Many developing countries have been highly critical of ICSID arbitration (Boeglin, 2013). These criticisms evolve from a number of issues. Some developing countries believe that ICSID has inadequate capabilities to conduct its global arbitration workload (Boeglin, 2013). ICSID arbitration panels have also been disparaged due to their (a) lack of transparency; (b) perceived arbitrator bias that favors investors; and (c) lack of an appellate process for arbitral judgments (Fach, 2010). It has also been alleged that ICSID lacks true independence from its World Bank parent organization. This has resulted in some developing countries believing that criticism of ICSID may negatively impact their access to loans through the World Bank (Boeglin, 2013).
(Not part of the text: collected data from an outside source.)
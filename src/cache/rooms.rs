use chrono::Utc;
use std::collections::BTreeMap;
use tracing::info;

use super::{validate_plan_id, BlobStore, SessionCache};
use crate::error::CacheError;
use crate::models::seat::Seat;
use crate::models::snapshot::{BatchEntry, RoomEntry};

impl<S: BlobStore> SessionCache<S> {
    /// Read-modify-write of one saved room under the plan lock. `edit` runs on
    /// the stored entry; when it fails nothing is written. Finalized plans can
    /// still be patched: walk-in students arrive after the plan is fixed.
    pub async fn patch_room<F, T, E>(
        &self,
        plan_id: &str,
        room_name: &str,
        edit: F,
    ) -> Result<T, E>
    where
        F: FnOnce(&mut RoomEntry) -> Result<T, E>,
        E: From<CacheError>,
    {
        validate_plan_id(plan_id)?;
        let _guard = self.lock_plan(plan_id).await;
        let mut snapshot = self
            .read_snapshot(plan_id)
            .await?
            .ok_or_else(|| CacheError::PlanNotFound(plan_id.to_string()))?;
        let entry = snapshot.rooms.get_mut(room_name).ok_or_else(|| CacheError::RoomNotFound {
            plan_id: plan_id.to_string(),
            room: room_name.to_string(),
        })?;

        let out = edit(entry)?;
        entry.refresh();

        snapshot.metadata.updated_at = Utc::now();
        snapshot.recount();
        self.write_snapshot(&snapshot).await?;
        info!(plan_id, room = room_name, "Room patched");
        Ok(out)
    }

    /// Unallocated, non-broken seats of a room in column-major order.
    pub async fn empty_seats(
        &self,
        plan_id: &str,
        room_name: &str,
    ) -> Result<Vec<Seat>, CacheError> {
        let entry = self.require_room(plan_id, room_name).await?;
        let mut seats: Vec<Seat> =
            entry.raw_matrix.into_iter().flatten().filter(Seat::is_unallocated).collect();
        seats.sort_by_key(|s| (s.col, s.row));
        Ok(seats)
    }

    /// Batches present in a room, keyed by label, externals included.
    pub async fn room_batches(
        &self,
        plan_id: &str,
        room_name: &str,
    ) -> Result<BTreeMap<String, BatchEntry>, CacheError> {
        Ok(self.require_room(plan_id, room_name).await?.batches)
    }

    async fn require_room(
        &self,
        plan_id: &str,
        room_name: &str,
    ) -> Result<RoomEntry, CacheError> {
        let snapshot = self
            .load_snapshot(plan_id)
            .await?
            .ok_or_else(|| CacheError::PlanNotFound(plan_id.to_string()))?;
        let mut rooms = snapshot.rooms;
        rooms.remove(room_name).ok_or_else(|| CacheError::RoomNotFound {
            plan_id: plan_id.to_string(),
            room: room_name.to_string(),
        })
    }
}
Dissatisfied with ICSID, many countries have canceled their participation in the both ICSID Convention and BITs which specify ICSID as the designated arbitrational institution for resolution of disputes (Boeglin, 2013; Milbank, Tweed, Hadley and McCloy, LLP, 2012). Bolivia, Ecuador and Venezuela officially withdrew from the ICSID Convention in 2007, 2010 and 2012 respectively (Boeglin, 2013; Milbank, Tweed, Hadley and McCloy, LLP, 2012). These same countries have also withdrawn from a number of BITs which provide for ICSID arbitration of investment disputes (Milbank, Tweed, Hadley and McCloy, LLP, 2012). Denunciation and withdrawal from the ICSID Convention has no impact on the status of cases which have been filed and are awaiting arbitration. The Convention would also appear to permit the filing of additional cases within a 6 month window of a country's formal denunciation of the treaty (Milbank, Tweed, Hadley and McCloy, LLP, 2012). Additionally, withdrawal from BITs does not insulate host governments from arbitration disputes associated with asset expropriation.
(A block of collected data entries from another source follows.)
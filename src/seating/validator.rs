use std::collections::{BTreeMap, HashMap};

use super::blocks::BlockLayout;
use crate::models::batch::{BatchId, BatchRecord};
use crate::models::plan::{ConstraintResult, Priority};
use crate::models::seat::Seat;

pub const DUPLICATE_CHECK: &str = "no_duplicate_rolls";
pub const CAPACITY_CHECK: &str = "batch_capacity";
pub const BLOCK_SUM_CHECK: &str = "block_structure";
pub const ADJACENCY_CHECK: &str = "no_adjacent_batches";
pub const PAPER_SET_CHECK: &str = "paper_set_alternation";

const MAX_LISTED: usize = 5;

pub struct ValidationContext<'a> {
    pub layout: &'a BlockLayout,
    pub allow_adjacent_same_batch: bool,
    /// Roll number -> room name for the other rooms saved in the same plan.
    pub other_rooms: &'a HashMap<String, String>,
}

fn check(name: &str, priority: Priority, problems: Vec<String>, ok: String) -> ConstraintResult {
    let satisfied = problems.is_empty();
    let message = if satisfied {
        ok
    } else {
        let mut listed = problems.iter().take(MAX_LISTED).cloned().collect::<Vec<_>>().join("; ");
        if problems.len() > MAX_LISTED {
            listed.push_str(&format!(" (and {} more)", problems.len() - MAX_LISTED));
        }
        listed
    };
    ConstraintResult { name: name.to_string(), priority, satisfied, message }
}

/// Runs every check on a finished grid. Never fails; each outcome is a record.
pub fn validate(
    seating: &[Vec<Seat>],
    batches: &[BatchRecord],
    ctx: &ValidationContext<'_>,
) -> Vec<ConstraintResult> {
    let mut results = vec![
        check_duplicates(seating, ctx.other_rooms),
        check_capacity(seating, batches),
        check_block_sum(seating, ctx.layout),
    ];
    if !ctx.allow_adjacent_same_batch && batches.len() > 1 {
        results.push(check_adjacency(seating));
    }
    results.push(check_paper_sets(seating));
    results
}

fn check_duplicates(
    seating: &[Vec<Seat>],
    other_rooms: &HashMap<String, String>,
) -> ConstraintResult {
    let mut seen: HashMap<&str, String> = HashMap::new();
    let mut problems = Vec::new();
    for seat in seating.iter().flatten() {
        let Some(roll) = seat.roll_number() else { continue };
        if let Some(first) = seen.get(roll) {
            problems.push(format!("{} seated at {} and {}", roll, first, seat.position()));
        } else {
            seen.insert(roll, seat.position());
        }
        if let Some(room) = other_rooms.get(roll) {
            problems.push(format!(
                "{} at {} is already seated in room {:?}",
                roll,
                seat.position(),
                room
            ));
        }
    }
    check(
        DUPLICATE_CHECK,
        Priority::Critical,
        problems,
        format!("{} roll numbers, all unique", seen.len()),
    )
}

fn check_capacity(seating: &[Vec<Seat>], batches: &[BatchRecord]) -> ConstraintResult {
    let mut placed: BTreeMap<BatchId, usize> = BTreeMap::new();
    for id in seating.iter().flatten().filter_map(Seat::batch_id) {
        *placed.entry(id).or_default() += 1;
    }

    let mut problems = Vec::new();
    for batch in batches {
        let seated = placed.get(&batch.batch_id).copied().unwrap_or(0);
        if seated > batch.declared_count {
            problems.push(format!(
                "batch {:?} has {} seats for {} declared students",
                batch.label, seated, batch.declared_count
            ));
        }
        if batch.unplaced > 0 {
            problems.push(format!(
                "{} students of batch {:?} have no seat",
                batch.unplaced, batch.label
            ));
        }
    }
    check(CAPACITY_CHECK, Priority::Medium, problems, "every batch fits the room".to_string())
}

fn check_block_sum(seating: &[Vec<Seat>], layout: &BlockLayout) -> ConstraintResult {
    let grid_cols = seating.first().map_or(layout.cols(), Vec::len);
    let total = layout.widths().iter().try_fold(0usize, |acc, &w| acc.checked_add(w));
    let problems = match total {
        Some(total) if total == grid_cols => Vec::new(),
        Some(total) => {
            vec![format!("block widths sum to {} but the grid has {} columns", total, grid_cols)]
        }
        None => vec![format!("block widths overflow against {} grid columns", grid_cols)],
    };
    check(BLOCK_SUM_CHECK, Priority::High, problems, format!("blocks {:?}", layout.widths()))
}

fn check_adjacency(seating: &[Vec<Seat>]) -> ConstraintResult {
    let mut problems = Vec::new();
    for row in seating {
        for pair in row.windows(2) {
            let (Some(left), Some(right)) = (pair[0].batch_id(), pair[1].batch_id()) else {
                continue;
            };
            if left != right {
                problems.push(format!(
                    "batches {} and {} sit side by side at {}-{}",
                    left,
                    right,
                    pair[0].position(),
                    pair[1].position()
                ));
            }
        }
    }
    check(ADJACENCY_CHECK, Priority::High, problems, "batches are separated by gaps".to_string())
}

fn check_paper_sets(seating: &[Vec<Seat>]) -> ConstraintResult {
    let mut problems = Vec::new();
    for (r, row) in seating.iter().enumerate() {
        for (c, seat) in row.iter().enumerate() {
            let (Some(batch), Some(set)) = (seat.batch_id(), seat.paper_set()) else { continue };
            let below = seating.get(r + 1).and_then(|next| next.get(c));
            let right = row.get(c + 1);
            for other in [below, right].into_iter().flatten() {
                if other.batch_id() == Some(batch) && other.paper_set() == Some(set) {
                    problems.push(format!(
                        "set {} repeated at {} and {}",
                        set.as_str(),
                        seat.position(),
                        other.position()
                    ));
                }
            }
        }
    }
    check(
        PAPER_SET_CHECK,
        Priority::High,
        problems,
        "same-batch neighbours alternate paper sets".to_string(),
    )
}

#[cfg(test)]
mod tests {
    use super::*;
    use crate::models::batch::BranchInfo;
    use crate::models::seat::{Occupant, PaperSet};

    fn seat(row: usize, col: usize, batch: u32, roll: &str, set: PaperSet) -> Seat {
        let occupant = Occupant {
            paper_set: Some(set),
            ..Occupant::student(batch, format!("B{batch}"), "#fff", roll, None)
        };
        Seat::occupied(row, col, 0, occupant)
    }

    fn record(id: u32, declared: usize, unplaced: usize) -> BatchRecord {
        BatchRecord {
            batch_id: id,
            label: format!("B{id}"),
            color: "#fff".into(),
            declared_count: declared,
            placed: declared - unplaced,
            unplaced,
            info: BranchInfo::unavailable(),
        }
    }

    fn run(
        seating: &[Vec<Seat>],
        batches: &[BatchRecord],
        other: &HashMap<String, String>,
    ) -> Vec<ConstraintResult> {
        let cols = seating[0].len();
        let layout = BlockLayout::uniform(cols, cols).unwrap();
        let ctx = ValidationContext {
            layout: &layout,
            allow_adjacent_same_batch: false,
            other_rooms: other,
        };
        validate(seating, batches, &ctx)
    }

    fn find<'a>(results: &'a [ConstraintResult], name: &str) -> &'a ConstraintResult {
        results.iter().find(|r| r.name == name).unwrap()
    }

    #[test]
    fn clean_grid_passes_everything() {
        let grid = vec![vec![
            seat(0, 0, 1, "a1", PaperSet::A),
            Seat::unallocated(0, 1, 0),
            seat(0, 2, 2, "b1", PaperSet::A),
        ]];
        let results = run(&grid, &[record(1, 1, 0), record(2, 1, 0)], &HashMap::new());
        assert_eq!(results.len(), 5);
        assert!(results.iter().all(|r| r.satisfied), "{results:?}");
    }

    #[test]
    fn duplicate_in_grid_and_in_other_room() {
        let grid = vec![vec![seat(0, 0, 1, "a1", PaperSet::A), seat(0, 1, 1, "a1", PaperSet::B)]];
        let other = HashMap::from([("a1".to_string(), "R2".to_string())]);
        let results = run(&grid, &[record(1, 2, 0)], &other);
        let dup = find(&results, DUPLICATE_CHECK);
        assert!(!dup.satisfied);
        assert_eq!(dup.priority, Priority::Critical);
        assert!(dup.message.contains("A1 and B1"));
        assert!(dup.message.contains("R2"));
    }

    #[test]
    fn adjacent_batches_are_flagged_only_with_several_batches() {
        let grid = vec![vec![seat(0, 0, 1, "a1", PaperSet::A), seat(0, 1, 2, "b1", PaperSet::B)]];
        let results = run(&grid, &[record(1, 1, 0), record(2, 1, 0)], &HashMap::new());
        assert!(!find(&results, ADJACENCY_CHECK).satisfied);

        let single = vec![vec![seat(0, 0, 1, "a1", PaperSet::A), seat(0, 1, 1, "a2", PaperSet::B)]];
        let results = run(&single, &[record(1, 2, 0)], &HashMap::new());
        assert!(results.iter().all(|r| r.name != ADJACENCY_CHECK));
    }

    #[test]
    fn repeated_paper_set_is_high_priority() {
        let grid = vec![
            vec![seat(0, 0, 1, "a1", PaperSet::A)],
            vec![seat(1, 0, 1, "a2", PaperSet::A)],
        ];
        let results = run(&grid, &[record(1, 2, 0)], &HashMap::new());
        let check = find(&results, PAPER_SET_CHECK);
        assert!(!check.satisfied);
        assert!(check.priority.is_blocking());
    }

    #[test]
    fn unplaced_students_are_a_medium_warning() {
        let grid = vec![vec![seat(0, 0, 1, "a1", PaperSet::A)]];
        let results = run(&grid, &[record(1, 3, 2)], &HashMap::new());
        let capacity = find(&results, CAPACITY_CHECK);
        assert!(!capacity.satisfied);
        assert_eq!(capacity.priority, Priority::Medium);
        assert!(!capacity.priority.is_blocking());
    }
}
"These treaties have long sunset periods, some running for 15 years. While these treaties are in force, or in their sunset period, the consent to arbitration they provide should remain undisturbed" (Milbank, Tweed, Hadley and McCloy, LLP, 2012, p. 3).

Arbitration and the Resolution of IP Disputes

Intellectual properties are commonly represented by patents, trademarks, copyrights, trade secrets and/or proprietary business methods (Fitzpatrick & Dilullo, 2012). In a recent survey, the World Intellectual Property Organization [WIPO] Center for Arbitration and Mediation sought to document the resolution of IP disputes through litigation and ADR techniques (WIPO Arbitration and Mediation Center, 2013b). This survey yielded a sample of 393 respondents from 62 different nations. Respondents included governmental entities, colleges/universities, research organizations, commercial organizations and law firms (WIPO Arbitration and Mediation Center, 2013b).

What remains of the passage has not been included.